• **YOUR INSTRUCTIONS**
The data below is to be repeated in full, exactly as given.

*** RECORDS PROVIDED Section Begins ***

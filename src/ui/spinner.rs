use indicatif::{ProgressBar, ProgressStyle};
use std::time::Duration;

const TICKS: &[&str] = &["⠋", "⠙", "⠹", "⠸", "⠼", "⠴", "⠦", "⠧", "⠇", "⠏"];

/// Spinner drawn on stderr while waiting for the AI service.
///
/// Clears itself when dropped.
pub struct Spinner {
    progress_bar: ProgressBar,
}

impl Spinner {
    pub fn new(message: &str) -> Self {
        let progress_bar = ProgressBar::new_spinner();
        // The template is a constant, so only a typo here could fail.
        if let Ok(style) = ProgressStyle::default_spinner()
            .tick_strings(TICKS)
            .template("{spinner} {msg}")
        {
            progress_bar.set_style(style);
        }
        progress_bar.set_message(message.to_string());
        progress_bar.enable_steady_tick(Duration::from_millis(80));

        Self { progress_bar }
    }

    /// Spinner shown while a completion request is in flight.
    pub fn asking() -> Self {
        Self::new("Asking CuraAI...")
    }

    pub fn stop(&self) {
        self.progress_bar.finish_and_clear();
    }
}

impl Drop for Spinner {
    fn drop(&mut self) {
        self.progress_bar.finish_and_clear();
    }
}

*** RECORDS PROVIDED Section Ends ***

• **EXERCISE RESULT**
filename src/ui/spinner.rs
use indicatif::{ProgressBar, ProgressStyle};
use std::time::Duration;

const TICKS: &[&str] = &["⠋", "⠙", "⠹", "⠸", "⠼", "⠴", "⠦", "⠧", "⠇", "⠏"];

/// Spinner drawn on stderr while waiting for the AI service.
///
/// Clears itself when dropped.
pub struct Spinner {
    progress_bar: ProgressBar,
}

impl Spinner {
    pub fn new(message: &str) -> Self {
        let progress_bar = ProgressBar::new_spinner();
        // The template is a constant, so only a typo here could fail.
        if let Ok(style) = ProgressStyle::default_spinner()
            .tick_strings(TICKS)
            .template("{spinner} {msg}")
        {
            progress_bar.set_style(style);
        }
        progress_bar.set_message(message.to_string());
        progress_bar.enable_steady_tick(Duration::from_millis(80));

        Self { progress_bar }
    }

    /// Spinner shown while a completion request is in flight.
    pub fn asking() -> Self {
        Self::new("Asking CuraAI...")
    }

    pub fn stop(&self) {
        self.progress_bar.finish_and_clear();
    }
}

impl Drop for Spinner {
    fn drop(&mut self) {
        self.progress_bar.finish_and_clear();
    }
}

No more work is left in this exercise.